The last ten days has been very strange. It’s a waiting game. It was about then that my dad sent a text message to Helen Keller, John Wayne, Uncle Jesse, and Mamaw that said he is number one on the transplant list for his blood type. You would think we would be happy to hear that news, after all these years of his being sick and now having such tough year. But when I got the news I cried like a baby.
There’s something strange about knowing that in order for your loved one to live, someone else must die. I told My Friend the other day that I feel like a circling vulture. I know what it’s like to lose someone. One of the closest people in my life. I would have done anything to save her. And now, somewhere, there is someone praying that their mom, dad, brother, sister, niece or nephew will live. At the same time I pray my dad can live. Both of our prayers can’t be answered at the same time. My friend told me I was looking at things the wrong way, that if someone were to die it’s noble and unselfish for them to be willing to give life to another. And he’s right. I absolutely know he is. And I’m incredibly thankful for people and their families who give the gift of life. But my heart also grieves for them because I know the loss they face.

The other reason I was crying is that the only way to get a liver out of someone else and into my dad is a surgery. Not a revelation, right? But when your mom just died in February as a complication of surgery, you look at the risks of anesthesia and cutting and sewing a little differently. I know it’s neurotic but I just keep coming back to it. The last time my dad was admitted for an infection in his belly I wasn’t able to stay with him and I was terrified up until the moment he got back in the car. I want to protect him and control everything around him that could possibly impact his life, and I can’t. In reality I know that I have no control over anything, but when I’m able to hover I feel more secure. I can’t hover in an operating room.
So what’s a family to do while we wait for a liver?






We move my dad into his condo. And we have a social-distancing baby shower for Helen Keller. We go on date nights, and we watch Twilight movies, and we go swimming at Uncle Jesse’s house. We (OK I) read books that help me understand why I struggle so much with anger and fear and resentment lately. And other books that make me laugh, or gross me out, but ultimately keep me distracted. Pick up overtime at work to keep my mind busy. I write letters to my mom, and I find joy in the little things like my kids and iced coffee and Christina Yang. And Other Half figures out how to calm the madness when it gets out of hand. I go to Krispy Kreme when the hot and now sign is on, and I try to figure out how in the world I’m supposed to be as good at getting my dad safely through all of this as my mom would have been. How any of us are supposed to make it through this at all without her.
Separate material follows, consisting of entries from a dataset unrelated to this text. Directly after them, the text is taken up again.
pub mod cli;
pub mod config;
pub mod error;
pub mod events;
pub mod logging;
pub mod protocol;
pub mod resolver;
pub mod sentinel;
pub mod tunnel;

pub use config::TunnelConfig;
pub use error::{Error, Result};
pub use events::{EventPublisher, TunnelEvent};
pub use protocol::MasterAddr;
pub use resolver::{AddressRewrite, MasterResolver, Resolver, Source};
pub use sentinel::{DirectSentinel, SentinelSession, SessionConfig};
pub use tunnel::TunnelServer;
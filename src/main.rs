use std::sync::Arc;

use sentinel_tunnel::cli::Cli;
use sentinel_tunnel::config::{ResolverMode, TunnelConfig};
use sentinel_tunnel::logging::init_logging;
use sentinel_tunnel::{
    DirectSentinel, EventPublisher, Resolver, SentinelSession, Source, TunnelServer,
};

#[tokio::main]
async fn main() -> Result<(), Box<dyn std::error::Error>> {
    let config = match Cli::load_config() {
        Ok(config) => config,
        Err(e) => {
            eprintln!("{}", e);
            std::process::exit(1);
        }
    };

    init_logging(&config)?;
    for ignored in &config.ignored_directives {
        log::warn!("ignoring unknown config directive at {}", ignored);
    }

    let events = Arc::new(EventPublisher::new());
    let sources = match create_sources(&config, &events).await {
        Ok(sources) => sources,
        Err(e) => {
            log::error!("connect to sentinels: {}", e);
            std::process::exit(1);
        }
    };
    log::info!(
        "{} sentinel source(s) ready, address replacement {}",
        sources.len(),
        if config.replace_ip_address { "on" } else { "off" }
    );

    let resolver = Arc::new(Resolver::new(sources, config.active_rewrite(), events));
    let server = TunnelServer::bind(resolver, &config.databases).await?;
    let mut tasks = server.run();

    tokio::select! {
        _ = tokio::signal::ctrl_c() => {
            log::info!("Shutdown signal received.");
        }
        _ = async {
            if tasks.is_empty() {
                std::future::pending::<()>().await;
            }
            tasks.join_next().await
        } => {
            log::error!("Tunnel listener stopped unexpectedly.");
        }
    }

    tasks.shutdown().await;
    log::info!("sentinel-tunnel shutting down...");
    Ok(())
}

/// Build resolution sources in configuration order
async fn create_sources(
    config: &TunnelConfig,
    events: &Arc<EventPublisher>,
) -> sentinel_tunnel::Result<Vec<Source>> {
    let session_config = config.session_config();
    let mut sources = Vec::new();

    match config.resolver_mode {
        ResolverMode::Session => {
            for group in &config.sentinels {
                let session =
                    SentinelSession::connect(group.clone(), session_config, events.clone())
                        .await?;
                sources.push(Source::Session(session));
            }
        }
        ResolverMode::Direct => {
            for addr in config.sentinels.iter().flatten() {
                sources.push(Source::Direct(DirectSentinel::new(
                    addr.clone(),
                    &session_config,
                    events.clone(),
                )));
            }
        }
    }

    Ok(sources)
}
I snapped this photo of my dad at the baby shower. He’s holding his favorite drink. Cherry Lemon Sun Drop. I remember going to his first few transplant appointments with him and my mom. They were terrifying. Descriptions of ventilators and central lines and incisions as long as your forearm. After hearing all of this, my mom and I were nearly sick at the prospect of what was coming. My dad was fine. Not a single reaction. Until we met with the nurse, who is the transplant coordinator, and she told him that after transplant he has to permanently give up Sun Drop and any other drink that contains grapefruit juice because it interacts with his anti-rejection medications. That’s when he finally reacted. “Like never?” “Never,” she said. That elicited a deep breath, the only reaction any of us have seen.
And so now, as I go to work in the mornings I wonder if today will be the day. As I lay down to sleep at night I wonder if the phone will ring in the middle of the night telling me it’s time to go. Before we make any plans I calculate how long it would take me to get back home, and make sure we would be within the 3 hour window of getting my dad to the hospital in time. It’s sort of like waiting on labor to start, or hoping that you’ll get accepted into NP school. You know the time is coming, but you don’t know when, and so you live your life somewhere between taking slow deep breaths and holding your breath.
It’s exciting and terrifying and hopeful and scary. It’s the very definition of facing the unknown. It’s teaching me things about myself that I didn’t know, and it’s forcing me to live in the moment and not worry so much about things I can’t control. But I think to make everything less intimidating, I’m going to stop thinking of it as waiting for a transplant, and start thinking of it as the last time my dad can have Sun Drop. Apparently they are both equally life changing in his eyes.